Provided data Block Start
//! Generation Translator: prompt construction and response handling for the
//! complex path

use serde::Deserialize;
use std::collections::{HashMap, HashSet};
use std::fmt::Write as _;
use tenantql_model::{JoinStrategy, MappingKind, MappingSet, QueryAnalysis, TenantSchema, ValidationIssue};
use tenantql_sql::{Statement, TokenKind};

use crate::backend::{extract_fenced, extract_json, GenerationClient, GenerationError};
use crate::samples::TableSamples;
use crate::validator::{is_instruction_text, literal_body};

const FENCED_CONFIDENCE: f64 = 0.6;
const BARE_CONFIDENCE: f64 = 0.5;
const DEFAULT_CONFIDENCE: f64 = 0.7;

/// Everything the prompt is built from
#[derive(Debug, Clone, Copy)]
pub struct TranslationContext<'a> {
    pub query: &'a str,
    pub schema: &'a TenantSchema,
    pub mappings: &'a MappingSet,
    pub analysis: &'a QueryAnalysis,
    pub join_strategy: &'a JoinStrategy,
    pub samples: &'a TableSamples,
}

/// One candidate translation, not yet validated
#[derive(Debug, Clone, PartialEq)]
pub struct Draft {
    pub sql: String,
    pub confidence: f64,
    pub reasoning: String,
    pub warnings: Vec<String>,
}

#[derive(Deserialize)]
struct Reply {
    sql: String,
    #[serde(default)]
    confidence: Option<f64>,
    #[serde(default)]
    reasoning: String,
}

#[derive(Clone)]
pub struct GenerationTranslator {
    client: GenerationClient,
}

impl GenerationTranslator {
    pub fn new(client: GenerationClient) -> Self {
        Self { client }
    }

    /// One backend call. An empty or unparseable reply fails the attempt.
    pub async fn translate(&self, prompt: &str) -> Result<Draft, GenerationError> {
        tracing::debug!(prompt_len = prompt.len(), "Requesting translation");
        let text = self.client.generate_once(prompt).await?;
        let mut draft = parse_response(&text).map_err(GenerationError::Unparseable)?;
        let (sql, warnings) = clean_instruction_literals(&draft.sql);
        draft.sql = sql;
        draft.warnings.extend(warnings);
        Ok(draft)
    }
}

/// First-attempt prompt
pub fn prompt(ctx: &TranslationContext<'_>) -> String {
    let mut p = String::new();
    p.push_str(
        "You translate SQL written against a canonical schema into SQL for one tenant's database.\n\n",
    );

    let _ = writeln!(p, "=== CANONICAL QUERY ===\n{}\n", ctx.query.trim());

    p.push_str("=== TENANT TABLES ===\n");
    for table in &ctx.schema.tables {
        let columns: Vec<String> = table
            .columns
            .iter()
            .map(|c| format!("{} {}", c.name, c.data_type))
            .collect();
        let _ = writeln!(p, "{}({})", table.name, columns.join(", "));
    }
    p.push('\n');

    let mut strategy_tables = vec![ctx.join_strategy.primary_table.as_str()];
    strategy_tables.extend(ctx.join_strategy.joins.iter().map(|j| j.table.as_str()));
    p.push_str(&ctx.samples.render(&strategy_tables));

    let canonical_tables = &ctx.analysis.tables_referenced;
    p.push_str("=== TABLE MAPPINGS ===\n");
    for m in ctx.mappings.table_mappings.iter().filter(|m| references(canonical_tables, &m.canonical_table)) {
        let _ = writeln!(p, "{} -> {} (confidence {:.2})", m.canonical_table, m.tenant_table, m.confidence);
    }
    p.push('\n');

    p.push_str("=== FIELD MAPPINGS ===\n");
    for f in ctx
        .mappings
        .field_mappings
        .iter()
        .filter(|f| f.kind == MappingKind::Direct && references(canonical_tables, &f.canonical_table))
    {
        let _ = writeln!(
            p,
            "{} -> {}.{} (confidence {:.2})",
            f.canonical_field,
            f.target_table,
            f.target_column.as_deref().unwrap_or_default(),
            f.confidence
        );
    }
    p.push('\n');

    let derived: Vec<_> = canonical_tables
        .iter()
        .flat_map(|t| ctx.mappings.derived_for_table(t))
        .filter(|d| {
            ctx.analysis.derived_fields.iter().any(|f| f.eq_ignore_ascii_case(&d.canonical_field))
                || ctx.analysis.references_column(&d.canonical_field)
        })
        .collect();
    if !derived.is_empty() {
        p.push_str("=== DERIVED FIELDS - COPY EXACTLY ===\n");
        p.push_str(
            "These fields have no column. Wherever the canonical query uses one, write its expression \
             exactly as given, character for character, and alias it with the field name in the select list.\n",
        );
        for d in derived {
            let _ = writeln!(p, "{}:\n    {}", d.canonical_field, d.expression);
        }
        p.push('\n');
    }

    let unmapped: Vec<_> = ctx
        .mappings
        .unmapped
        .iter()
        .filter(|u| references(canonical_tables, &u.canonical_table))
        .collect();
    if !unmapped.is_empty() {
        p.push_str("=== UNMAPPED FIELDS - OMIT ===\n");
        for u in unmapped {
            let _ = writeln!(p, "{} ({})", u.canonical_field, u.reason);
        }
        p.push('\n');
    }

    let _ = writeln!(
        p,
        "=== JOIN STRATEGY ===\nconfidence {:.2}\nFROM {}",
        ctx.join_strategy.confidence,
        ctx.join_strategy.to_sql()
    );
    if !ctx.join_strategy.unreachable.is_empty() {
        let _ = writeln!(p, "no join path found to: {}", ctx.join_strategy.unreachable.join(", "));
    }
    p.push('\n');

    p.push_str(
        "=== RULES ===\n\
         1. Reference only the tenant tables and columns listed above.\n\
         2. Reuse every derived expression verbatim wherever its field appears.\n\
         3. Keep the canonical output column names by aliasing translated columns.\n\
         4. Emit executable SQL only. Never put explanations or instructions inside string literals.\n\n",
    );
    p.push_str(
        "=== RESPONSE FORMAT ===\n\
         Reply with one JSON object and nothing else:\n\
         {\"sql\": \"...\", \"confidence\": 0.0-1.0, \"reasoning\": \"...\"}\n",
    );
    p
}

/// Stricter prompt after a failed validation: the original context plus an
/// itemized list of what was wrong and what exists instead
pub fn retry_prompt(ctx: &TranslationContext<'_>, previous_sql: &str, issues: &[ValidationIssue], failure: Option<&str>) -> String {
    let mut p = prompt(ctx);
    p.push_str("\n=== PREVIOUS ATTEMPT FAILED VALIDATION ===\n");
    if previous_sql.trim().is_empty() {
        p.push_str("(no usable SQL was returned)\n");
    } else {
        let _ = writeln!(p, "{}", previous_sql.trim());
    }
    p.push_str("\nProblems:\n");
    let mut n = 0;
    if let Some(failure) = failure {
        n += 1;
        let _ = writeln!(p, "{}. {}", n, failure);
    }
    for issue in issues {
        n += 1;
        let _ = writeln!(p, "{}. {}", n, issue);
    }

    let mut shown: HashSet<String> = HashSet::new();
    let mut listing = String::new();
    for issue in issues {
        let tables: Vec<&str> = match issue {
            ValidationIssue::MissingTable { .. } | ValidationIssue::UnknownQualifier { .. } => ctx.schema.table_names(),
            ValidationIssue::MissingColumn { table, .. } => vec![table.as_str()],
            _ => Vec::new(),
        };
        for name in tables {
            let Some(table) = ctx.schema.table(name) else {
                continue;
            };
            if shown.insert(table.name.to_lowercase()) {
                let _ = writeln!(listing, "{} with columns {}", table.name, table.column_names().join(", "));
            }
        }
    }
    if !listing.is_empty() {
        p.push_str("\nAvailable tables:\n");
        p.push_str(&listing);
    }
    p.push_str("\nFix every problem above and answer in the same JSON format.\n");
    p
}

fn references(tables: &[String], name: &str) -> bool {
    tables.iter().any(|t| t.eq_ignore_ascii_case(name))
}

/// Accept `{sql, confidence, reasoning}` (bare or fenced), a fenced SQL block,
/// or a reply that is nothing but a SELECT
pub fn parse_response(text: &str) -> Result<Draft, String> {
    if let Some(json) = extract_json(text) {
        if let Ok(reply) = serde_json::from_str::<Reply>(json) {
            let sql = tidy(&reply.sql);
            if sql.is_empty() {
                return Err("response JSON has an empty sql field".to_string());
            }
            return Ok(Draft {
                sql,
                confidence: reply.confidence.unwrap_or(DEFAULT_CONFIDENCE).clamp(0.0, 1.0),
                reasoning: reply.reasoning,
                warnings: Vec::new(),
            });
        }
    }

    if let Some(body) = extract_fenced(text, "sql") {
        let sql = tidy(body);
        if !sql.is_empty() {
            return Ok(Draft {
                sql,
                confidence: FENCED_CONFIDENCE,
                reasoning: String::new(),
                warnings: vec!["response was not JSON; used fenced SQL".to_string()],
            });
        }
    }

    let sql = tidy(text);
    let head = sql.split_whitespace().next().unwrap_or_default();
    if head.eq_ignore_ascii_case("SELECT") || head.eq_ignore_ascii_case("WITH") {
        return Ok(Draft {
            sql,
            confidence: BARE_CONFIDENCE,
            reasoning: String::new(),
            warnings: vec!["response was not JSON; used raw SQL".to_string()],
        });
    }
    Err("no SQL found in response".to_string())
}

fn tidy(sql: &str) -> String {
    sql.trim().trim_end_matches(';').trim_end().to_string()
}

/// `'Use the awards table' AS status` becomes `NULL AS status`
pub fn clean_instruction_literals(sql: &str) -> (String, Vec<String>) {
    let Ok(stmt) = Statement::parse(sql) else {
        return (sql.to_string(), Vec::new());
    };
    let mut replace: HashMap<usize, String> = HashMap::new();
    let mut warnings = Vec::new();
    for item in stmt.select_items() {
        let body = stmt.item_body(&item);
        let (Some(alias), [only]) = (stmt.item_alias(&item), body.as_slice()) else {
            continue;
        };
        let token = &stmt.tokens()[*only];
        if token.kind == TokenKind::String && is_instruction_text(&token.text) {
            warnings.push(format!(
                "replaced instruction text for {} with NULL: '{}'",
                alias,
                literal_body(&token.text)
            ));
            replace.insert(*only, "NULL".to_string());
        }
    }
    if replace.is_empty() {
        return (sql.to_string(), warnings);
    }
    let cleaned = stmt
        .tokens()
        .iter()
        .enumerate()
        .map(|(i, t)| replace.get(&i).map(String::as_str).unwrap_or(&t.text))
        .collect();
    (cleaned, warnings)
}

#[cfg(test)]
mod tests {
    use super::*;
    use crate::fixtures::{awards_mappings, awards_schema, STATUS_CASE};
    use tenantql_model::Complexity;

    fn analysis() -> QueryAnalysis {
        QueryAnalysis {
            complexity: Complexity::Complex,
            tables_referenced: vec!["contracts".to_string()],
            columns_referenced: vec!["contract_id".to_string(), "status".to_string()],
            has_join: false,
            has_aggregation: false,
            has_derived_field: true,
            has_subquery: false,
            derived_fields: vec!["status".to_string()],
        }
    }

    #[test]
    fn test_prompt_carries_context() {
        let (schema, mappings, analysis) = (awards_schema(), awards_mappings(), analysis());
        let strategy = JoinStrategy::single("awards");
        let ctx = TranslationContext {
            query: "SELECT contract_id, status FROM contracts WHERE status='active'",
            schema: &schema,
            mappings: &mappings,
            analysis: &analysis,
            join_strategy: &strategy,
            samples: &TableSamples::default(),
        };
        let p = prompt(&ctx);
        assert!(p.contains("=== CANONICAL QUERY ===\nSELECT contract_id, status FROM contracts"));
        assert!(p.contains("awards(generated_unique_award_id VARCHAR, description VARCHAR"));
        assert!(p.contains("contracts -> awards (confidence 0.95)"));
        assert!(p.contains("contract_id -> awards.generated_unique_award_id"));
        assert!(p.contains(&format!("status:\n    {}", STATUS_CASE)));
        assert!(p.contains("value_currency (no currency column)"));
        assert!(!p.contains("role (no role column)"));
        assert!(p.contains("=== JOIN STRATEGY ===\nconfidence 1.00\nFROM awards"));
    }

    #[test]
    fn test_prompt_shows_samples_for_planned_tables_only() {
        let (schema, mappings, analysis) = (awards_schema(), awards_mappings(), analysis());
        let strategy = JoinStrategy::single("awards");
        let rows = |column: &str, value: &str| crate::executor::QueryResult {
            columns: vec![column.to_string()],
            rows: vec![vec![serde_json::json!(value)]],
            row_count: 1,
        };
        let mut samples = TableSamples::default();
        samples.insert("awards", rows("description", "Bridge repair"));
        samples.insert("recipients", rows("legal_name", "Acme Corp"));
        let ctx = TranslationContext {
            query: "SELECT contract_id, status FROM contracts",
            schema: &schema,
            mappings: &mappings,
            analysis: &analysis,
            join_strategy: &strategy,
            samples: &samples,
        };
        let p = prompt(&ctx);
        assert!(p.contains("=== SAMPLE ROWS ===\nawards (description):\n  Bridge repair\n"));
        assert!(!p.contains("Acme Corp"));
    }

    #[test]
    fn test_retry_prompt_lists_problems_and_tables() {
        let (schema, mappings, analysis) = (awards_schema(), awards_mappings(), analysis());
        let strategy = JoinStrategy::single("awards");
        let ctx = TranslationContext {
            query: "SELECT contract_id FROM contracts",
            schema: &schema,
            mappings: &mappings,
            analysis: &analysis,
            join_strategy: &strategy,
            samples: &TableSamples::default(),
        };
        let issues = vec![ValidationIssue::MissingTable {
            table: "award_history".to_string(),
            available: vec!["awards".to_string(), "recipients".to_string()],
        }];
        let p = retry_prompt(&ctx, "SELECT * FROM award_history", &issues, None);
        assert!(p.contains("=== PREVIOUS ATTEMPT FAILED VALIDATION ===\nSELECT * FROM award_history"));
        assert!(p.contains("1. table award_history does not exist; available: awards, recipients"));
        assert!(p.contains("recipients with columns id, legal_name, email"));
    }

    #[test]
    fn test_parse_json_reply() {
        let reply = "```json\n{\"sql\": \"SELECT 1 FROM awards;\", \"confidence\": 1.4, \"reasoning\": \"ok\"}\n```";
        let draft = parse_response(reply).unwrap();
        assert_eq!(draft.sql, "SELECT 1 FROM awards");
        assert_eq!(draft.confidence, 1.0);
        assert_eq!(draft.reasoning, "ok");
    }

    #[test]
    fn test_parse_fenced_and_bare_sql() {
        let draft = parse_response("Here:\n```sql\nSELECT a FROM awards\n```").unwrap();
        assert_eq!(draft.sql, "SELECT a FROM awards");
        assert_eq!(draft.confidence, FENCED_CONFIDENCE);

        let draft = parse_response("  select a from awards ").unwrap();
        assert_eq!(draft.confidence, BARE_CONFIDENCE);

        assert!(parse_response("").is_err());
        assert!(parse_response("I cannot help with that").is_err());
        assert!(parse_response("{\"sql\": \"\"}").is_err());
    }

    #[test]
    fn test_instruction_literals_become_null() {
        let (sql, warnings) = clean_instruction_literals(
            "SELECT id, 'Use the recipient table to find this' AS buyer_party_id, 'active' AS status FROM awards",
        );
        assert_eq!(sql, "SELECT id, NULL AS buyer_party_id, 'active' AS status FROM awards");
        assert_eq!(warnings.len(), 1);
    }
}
Provided data Block End
Task prompt:
Copy the records above exactly, please, but only from the first line through the line containing "const DEFAULT_CONFIDENCE: f64 = 0.7;".

Problem solution:
//! Generation Translator: prompt construction and response handling for the
//! complex path

use serde::Deserialize;
use std::collections::{HashMap, HashSet};
use std::fmt::Write as _;
use tenantql_model::{JoinStrategy, MappingKind, MappingSet, QueryAnalysis, TenantSchema, ValidationIssue};
use tenantql_sql::{Statement, TokenKind};

use crate::backend::{extract_fenced, extract_json, GenerationClient, GenerationError};
use crate::samples::TableSamples;
use crate::validator::{is_instruction_text, literal_body};

const FENCED_CONFIDENCE: f64 = 0.6;
const BARE_CONFIDENCE: f64 = 0.5;
const DEFAULT_CONFIDENCE: f64 = 0.7;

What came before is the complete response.